Stop before Posting: Fbook Dangers to Consider

Stop before Posting - Facebook Dangers to Consider
Yesterday, I had the option of walking from my office to a nearby location, or driving my car. For a range of reasons, I chose to drive. Half way there I lost concentration for a moment and nearly swerved into another car. My heart was racing for the rest of the trip and I couldn’t help but wish I’d just walked.
 There are some huge advantages of travelling via driving a car – speed and convenience are just a couple. But there are also some extra risks – whilst you are unlikely to hurt anyone if you accidentally walk into someone walking the other way – if you are driving a car the damage you can do to others and yourself is potentially pretty significant.
Communicating with friends on fbook is a bit like driving a car. There are lots of advantages compared to talking face to face, but there are also some extra risks. We can – either completely accidentally or “kind of, sort of, a bit on purpose”  – really hurt people and ourselves when we use fbook. I believe social conflict or discomfort can happen more frequently, easily and severely on fbook than face to face for reasons of a) the lowering of inhibition we have when behind a screen, b) the ease of use, c) the amount of fbook use, d) the potential for public humiliation, e) potential for more permanent records kept, e) the potential for linking to visual information, and information from other sites, f) the potential for repeated exposure to disturbing or hurtful material and f) the difficulty in “escaping” fbook.

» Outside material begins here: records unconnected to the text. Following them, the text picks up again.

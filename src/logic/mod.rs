pub mod branch_ops;
pub mod evaluate;
pub mod permissions;
pub mod reference_axis;

pub use branch_ops::*;
pub use evaluate::*;
pub use permissions::{
    assert_locked_by_me, assert_not_lock_blocked, assert_permissions, check_permissions,
    detect_new_app_id, fast_check_permissions, is_admin, lock_app, lock_holder, resource_matches,
    unlock_app, Action, PermissionCache,
};
pub use reference_axis::break_axis_reference;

You might feel like I’m possibly overstating the case here. What can go wrong with writing a few comments on a website? Before you answer that, just consider the following ideas.
Psychological impact
Alicia (not her real name, and details have been changed) came to see me a few months ago. She told me about her journey over the last 12 months. She was in Year 11 at a South Australian school and had two best friends from year 8, Susie and Melissa. She had been feeling pretty down because she knew Susie and Melissa were becoming closer and she was gradually being left out of conversations and get togethers. Susie and Melissa were also becoming more friendly with another big group of people and Alicia was left out of this too. One weekend, Susie and Melissa were invited to a gathering and Alicia wasn’t. They went along and someone took a photo of the two of them which ended up on fbook. Alicia posted a comment under the photo which went something along the lines of “looks like a pretty boring night!”. Susie correctly interpreted this as her just being jealous but couldn’t resist adding her comment underneath which was “lucky you didn’t come then, and btw it was heaps of fun and all the most fun people were there anyway”. A short, simple comment. No swearing, no obvious abuse.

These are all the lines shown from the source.